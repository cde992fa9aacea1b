// Shared test helpers
#![allow(dead_code)]

use chrono::{DateTime, FixedOffset, Utc};
use feedlog::models::FeedingRecord;

pub const TEST_CONFIG: &str = r#"
[server]
port = 5000
host = "0.0.0.0"

[database]
path = "data/test.db"
max_pool_size = 2

[stats]
locale = "tr"
utc_offset_minutes = 180
"#;

/// Parses an RFC 3339 instant, keeping its offset.
pub fn at(s: &str) -> DateTime<FixedOffset> {
    DateTime::parse_from_rfc3339(s).unwrap()
}

pub fn utc(s: &str) -> DateTime<Utc> {
    at(s).with_timezone(&Utc)
}

pub fn record(id: &str, baby_id: &str, time: &str, amount: u32) -> FeedingRecord {
    FeedingRecord {
        id: id.into(),
        baby_id: baby_id.into(),
        feeding_time: utc(time),
        amount,
        notes: None,
        side: None,
    }
}
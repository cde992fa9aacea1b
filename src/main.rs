use anyhow::Result;
use feedlog::*;
use std::sync::Arc;
use tracing_subscriber::EnvFilter;
use tracing_subscriber::fmt::time::FormatTime;

struct LocalTimer;

impl FormatTime for LocalTimer {
    fn format_time(&self, w: &mut tracing_subscriber::fmt::format::Writer<'_>) -> std::fmt::Result {
        write!(
            w,
            "{}",
            chrono::Local::now().format("%Y-%m-%dT%H:%M:%S%.3f%:z")
        )
    }
}

#[tokio::main]
async fn main() -> Result<()> {
    let filter = EnvFilter::try_from_default_env().unwrap_or_else(|_| EnvFilter::new("info"));
    tracing_subscriber::fmt()
        .with_timer(LocalTimer)
        .with_env_filter(filter)
        .init();

    let app_config = config::AppConfig::load()?;
    let repo = Arc::new(
        feeding_repo::FeedingRepo::connect(
            &app_config.database.path,
            app_config.database.max_pool_size,
        )
        .await?,
    );
    repo.init().await?;
    tracing::info!(
        locale = ?app_config.stats.locale,
        utc_offset_minutes = app_config.stats.utc_offset_minutes,
        "database ready at {}",
        app_config.database.path
    );

    let app = routes::app(repo, app_config.clone());
    let addr = format!("{}:{}", app_config.server.host, app_config.server.port);
    let listener = tokio::net::TcpListener::bind(&addr).await?;
    tracing::info!("Listening on http://{}", addr);

    axum::serve(listener, app)
        .with_graceful_shutdown(shutdown_signal())
        .await?;
    tracing::info!("Server stopped");
    Ok(())
}

async fn shutdown_signal() {
    #[cfg(unix)]
    {
        let mut sigterm =
            match tokio::signal::unix::signal(tokio::signal::unix::SignalKind::terminate()) {
                Ok(s) => s,
                Err(_) => {
                    let _ = tokio::signal::ctrl_c().await;
                    return;
                }
            };
        tokio::select! {
            _ = tokio::signal::ctrl_c() => {}
            _ = sigterm.recv() => {}
        }
    }
    #[cfg(not(unix))]
    {
        let _ = tokio::signal::ctrl_c().await;
    }
    tracing::info!("Received shutdown signal");
}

──────

Write out each line above with the word "await".

        .await?,
    repo.init().await?;
    let listener = tokio::net::TcpListener::bind(&addr).await?;
        .await?;
                    let _ = tokio::signal::ctrl_c().await;
        let _ = tokio::signal::ctrl_c().await;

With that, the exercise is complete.